(Beginning of LISTED ENTRIES)
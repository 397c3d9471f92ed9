//! # docgrid-model
//!
//! The document model the docgrid engine works on: a schema-checked,
//! persistent node tree addressed by integer positions.
//!
//! ## Positions
//!
//! Every node and every gap between nodes has a position. Entering or
//! leaving a non-leaf node costs one position, each character of text one
//! position and each leaf node one position:
//!
//! ```text
//! doc(table(table_row(table_cell(paragraph("1")))))
//!
//!  0 table 1 row 2 cell 3 paragraph 4 "1" 5 /paragraph 6 /cell 7 /row 8 /table 9
//! ```
//!
//! [`Node::resolve`] turns a position into a [`ResolvedPos`], the chain of
//! ancestors around it with the child index at every depth.
//!
//! ## Module Structure
//!
//! ```text
//! docgrid-model/
//! ├── lib.rs           # This file - public API
//! ├── error.rs         # ModelError
//! ├── attrs.rs         # Attribute values
//! ├── mark.rs          # Inline marks
//! ├── schema/          # SchemaSpec, Schema, NodeType, content expressions
//! ├── node.rs          # Node
//! ├── fragment.rs      # Fragment
//! ├── resolved.rs      # ResolvedPos
//! ├── selection.rs     # Text, node and cell selections
//! ├── transform/       # StepMap, Mapping, Transaction
//! └── builder.rs       # Tagged fixture builders (feature `test-fixtures`)
//! ```
//!
//! ## Edits
//!
//! Nodes are immutable and shared through `Arc`. A [`Transaction`] edit
//! rebuilds only the path from the changed node to the root; every other
//! subtree is shared with the previous document.

pub mod attrs;
#[cfg(any(test, feature = "test-fixtures"))]
pub mod builder;
pub mod error;
pub mod fragment;
pub mod mark;
pub mod node;
pub mod resolved;
pub mod schema;
pub mod selection;
pub mod transform;

pub use attrs::{AttrValue, Attrs, attrs};
pub use error::{ModelError, Result};
pub use fragment::Fragment;
pub use mark::Mark;
pub use node::Node;
pub use resolved::ResolvedPos;
pub use schema::{AttrSpec, NodeSpec, NodeType, Schema, SchemaSpec, TableRole};
pub use selection::{CellSelection, NodeSelection, Selection, TextSelection};
pub use transform::{Assoc, Mapping, StepMap, Transaction};
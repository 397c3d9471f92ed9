use std::fmt;

use crate::attrs::Attrs;

/// An inline annotation carried by a node (emphasis, links, ...).
///
/// Marks are compared by type name and attributes; the schema checks the
/// name when a mark is created through [`crate::Schema::mark`].
#[derive(Debug, Clone, PartialEq, Eq)]
pub struct Mark {
    type_name: String,
    attrs: Attrs,
}

impl Mark {
    pub(crate) fn new(type_name: impl Into<String>, attrs: Attrs) -> Self {
        Self {
            type_name: type_name.into(),
            attrs,
        }
    }

    pub fn type_name(&self) -> &str {
        &self.type_name
    }

    pub fn attrs(&self) -> &Attrs {
        &self.attrs
    }
}

impl fmt::Display for Mark {
    fn fmt(&self, f: &mut fmt::Formatter<'_>) -> fmt::Result {
        f.write_str(&self.type_name)
    }
}
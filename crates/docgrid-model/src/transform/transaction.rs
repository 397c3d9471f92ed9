use std::fmt;
use std::sync::Arc;

use crate::attrs::Attrs;
use crate::error::{ModelError, Result};
use crate::fragment::Fragment;
use crate::mark::Mark;
use crate::node::Node;
use crate::resolved::ResolvedPos;
use crate::schema::NodeType;
use crate::selection::Selection;

use super::step_map::{Mapping, StepMap};

struct TransactionState {
    before: Node,
    doc: Node,
    selection: Selection,
    mapping: Mapping,
    selection_set: bool,
}

/// An immutable edit in progress.
///
/// Every edit returns a new transaction and leaves the receiver untouched.
/// Cloning shares the same state, so [`Transaction::ptr_eq`] tells whether
/// two handles are the very same transaction.
#[derive(Clone)]
pub struct Transaction {
    inner: Arc<TransactionState>,
}

/// Rebuild the ancestors of `pos` from `depth - 1` up to the document, with
/// `node` standing in for the child at `pos.index(depth - 1)`.
fn replace_in_ancestors(pos: &ResolvedPos, depth: usize, node: Node) -> Node {
    (0..depth).rev().fold(node, |child, d| {
        let parent = pos.node(d);
        parent.copy(parent.content().replace_child(pos.index(d), child))
    })
}

impl Transaction {
    /// Start a transaction. The selection must have been resolved against
    /// `doc`.
    pub fn new(doc: Node, selection: Selection) -> Result<Self> {
        if !Node::ptr_eq(selection.doc(), &doc) {
            return Err(ModelError::ForeignSelection);
        }
        Ok(Self {
            inner: Arc::new(TransactionState {
                before: doc.clone(),
                doc,
                selection,
                mapping: Mapping::new(),
                selection_set: false,
            }),
        })
    }

    pub fn doc(&self) -> &Node {
        &self.inner.doc
    }

    /// Document the transaction started from.
    pub fn before(&self) -> &Node {
        &self.inner.before
    }

    pub fn selection(&self) -> &Selection {
        &self.inner.selection
    }

    pub fn mapping(&self) -> &Mapping {
        &self.inner.mapping
    }

    pub fn doc_changed(&self) -> bool {
        !Node::ptr_eq(&self.inner.before, &self.inner.doc)
    }

    /// Whether the selection was set explicitly rather than mapped.
    pub fn selection_set(&self) -> bool {
        self.inner.selection_set
    }

    pub fn ptr_eq(a: &Transaction, b: &Transaction) -> bool {
        Arc::ptr_eq(&a.inner, &b.inner)
    }

    fn with_step(&self, doc: Node, step: StepMap) -> Self {
        let selection = self.inner.selection.map(&doc, &step);
        let mut mapping = self.inner.mapping.clone();
        mapping.push(step);
        Self {
            inner: Arc::new(TransactionState {
                before: self.inner.before.clone(),
                doc,
                selection,
                mapping,
                selection_set: self.inner.selection_set,
            }),
        }
    }

    /// Replace `from..to` with `content`.
    ///
    /// Both ends must sit directly inside the same node, and that node must
    /// accept the resulting children.
    pub fn replace(&self, from: usize, to: usize, content: Fragment) -> Result<Self> {
        if from > to {
            return Err(ModelError::InvalidRange { from, to });
        }
        let doc = self.doc();
        let start = doc.resolve(from)?;
        let end = doc.resolve(to)?;
        if !start.same_parent(&end) {
            return Err(ModelError::RangeCrossesNodes { from, to });
        }

        let depth = start.depth();
        let parent = start.parent();
        let offset = start.start(depth);
        let children = parent.content();
        let replaced = children
            .cut(0, from - offset)
            .append(&content)
            .append(&children.cut(to - offset, children.size()));
        if !parent.node_type().valid_content(&replaced) {
            log::debug!(
                "{} rejects replacing {from}..{to} with {content}",
                parent.type_name()
            );
            return Err(ModelError::InvalidContent {
                node_type: parent.type_name().to_string(),
            });
        }

        let new_doc = replace_in_ancestors(&start, depth, parent.copy(replaced));
        log::trace!("replace {from}..{to} with {} positions", content.size());
        Ok(self.with_step(new_doc, StepMap::new(from, to - from, content.size())))
    }

    pub fn delete(&self, from: usize, to: usize) -> Result<Self> {
        self.replace(from, to, Fragment::empty())
    }

    pub fn insert(&self, pos: usize, content: impl Into<Fragment>) -> Result<Self> {
        self.replace(pos, pos, content.into())
    }

    pub fn replace_with(&self, from: usize, to: usize, content: impl Into<Fragment>) -> Result<Self> {
        self.replace(from, to, content.into())
    }

    /// Change the type, attributes or marks of the node at `pos`, keeping its
    /// content. `None` keeps the current type or marks; attributes given as
    /// `None` reset to the type's defaults.
    pub fn set_node_markup(
        &self,
        pos: usize,
        node_type: Option<&NodeType>,
        attrs: Option<Attrs>,
        marks: Option<Vec<Mark>>,
    ) -> Result<Self> {
        let resolved = self.doc().resolve(pos)?;
        let node = resolved
            .node_after()
            .filter(|node| resolved.text_offset() == 0 && !node.is_text())
            .ok_or(ModelError::NoNodeAt { pos })?;

        let node_type = node_type.unwrap_or(node.node_type()).clone();
        let attrs = node_type.compute_attrs(&attrs.unwrap_or_default());
        let marks = marks.unwrap_or_else(|| node.marks().to_vec());

        let depth = resolved.depth();
        let index = resolved.index(depth);
        if !node_type.valid_content(node.content())
            || !resolved.parent().can_replace_with(index, index + 1, &node_type)
        {
            log::debug!("cannot turn {} at {pos} into {}", node.type_name(), node_type.name());
            return Err(ModelError::InvalidContent {
                node_type: node_type.name().to_string(),
            });
        }

        let updated = node.with_markup(node_type, attrs, marks);
        let new_doc = replace_in_ancestors(&resolved, depth + 1, updated);
        log::trace!("set markup of node at {pos}");
        Ok(self.with_step(new_doc, StepMap::identity()))
    }

    /// Replace the selection. It must be resolved against the current
    /// document.
    pub fn set_selection(&self, selection: Selection) -> Result<Self> {
        if !Node::ptr_eq(selection.doc(), self.doc()) {
            return Err(ModelError::ForeignSelection);
        }
        Ok(Self {
            inner: Arc::new(TransactionState {
                before: self.inner.before.clone(),
                doc: self.inner.doc.clone(),
                selection,
                mapping: self.inner.mapping.clone(),
                selection_set: true,
            }),
        })
    }
}

impl fmt::Debug for Transaction {
    fn fmt(&self, f: &mut fmt::Formatter<'_>) -> fmt::Result {
        f.debug_struct("Transaction")
            .field("doc", &self.inner.doc)
            .field("selection", &format_args!("{}", self.inner.selection))
            .field("steps", &self.inner.mapping.len())
            .finish()
    }
}

#[cfg(test)]
mod tests {
    use super::*;
    use crate::builder::{create_editor, doc, p, row, table, td, td_cursor};
    use pretty_assertions::assert_eq;

    fn two_cells() -> Transaction {
        create_editor(doc([table([row([td_cursor(), td([p("2")])])])])).unwrap()
    }

    #[test]
    fn replace_shares_untouched_subtrees() {
        let tr = two_cells();
        let second_cell = tr.doc().node_at(6).unwrap().clone();
        let edited = tr
            .insert(4, tr.doc().node_type().schema().text("x", vec![]).unwrap())
            .unwrap();
        assert!(edited.doc_changed());
        assert!(!tr.doc_changed());
        assert!(Node::ptr_eq(edited.doc().node_at(7).unwrap(), &second_cell));
        assert_eq!(edited.selection().head(), 5);
        insta::assert_snapshot!(
            edited.doc().to_string(),
            @r#"doc(table(table_row(table_cell(paragraph("x")), table_cell(paragraph("2")))))"#
        );
    }

    #[test]
    fn replace_rejects_invalid_content() {
        let tr = two_cells();
        // removing the only paragraph of a cell leaves it empty
        let err = tr.delete(3, 5).unwrap_err();
        assert_eq!(
            err,
            ModelError::InvalidContent {
                node_type: "table_cell".into()
            }
        );
    }

    #[test]
    fn replace_requires_a_shared_parent() {
        let tr = two_cells();
        assert_eq!(
            tr.delete(4, 8).unwrap_err(),
            ModelError::RangeCrossesNodes { from: 4, to: 8 }
        );
        assert_eq!(tr.delete(5, 4).unwrap_err(), ModelError::InvalidRange { from: 5, to: 4 });
        assert!(matches!(
            tr.delete(0, 400).unwrap_err(),
            ModelError::PositionOutOfRange { .. }
        ));
    }

    #[test]
    fn set_node_markup_keeps_content() {
        let tr = two_cells();
        let header = tr.doc().node_type().schema().node_type("table_header").unwrap();
        let edited = tr
            .set_node_markup(2, Some(&header), Some(crate::attrs([("colspan", 1)])), None)
            .unwrap();
        insta::assert_snapshot!(
            edited.doc().to_string(),
            @r#"doc(table(table_row(table_header(paragraph), table_cell(paragraph("2")))))"#
        );
        assert_eq!(edited.selection().head(), 4);
        assert_eq!(edited.mapping().len(), 1);
    }

    #[test]
    fn set_node_markup_checks_the_parent() {
        let tr = two_cells();
        let paragraph = tr.doc().node_type().schema().node_type("paragraph").unwrap();
        assert!(tr.set_node_markup(2, Some(&paragraph), None, None).is_err());
    }

    #[test]
    fn set_selection_rejects_foreign_documents() {
        let tr = two_cells();
        let other = doc([p("x")]).node;
        let foreign = Selection::cursor(&other, 1).unwrap();
        assert_eq!(tr.set_selection(foreign).unwrap_err(), ModelError::ForeignSelection);

        let selected = tr.set_selection(Selection::node(tr.doc(), 2).unwrap()).unwrap();
        assert!(selected.selection_set());
        assert!(Node::ptr_eq(selected.doc(), tr.doc()));
    }
}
(End of LISTED ENTRIES)
:: EXERCISE REQUIREMENTS ::
Only a number is wanted here: how many lines of the records above include the string "other"?

:: ANSWER BOX ::
3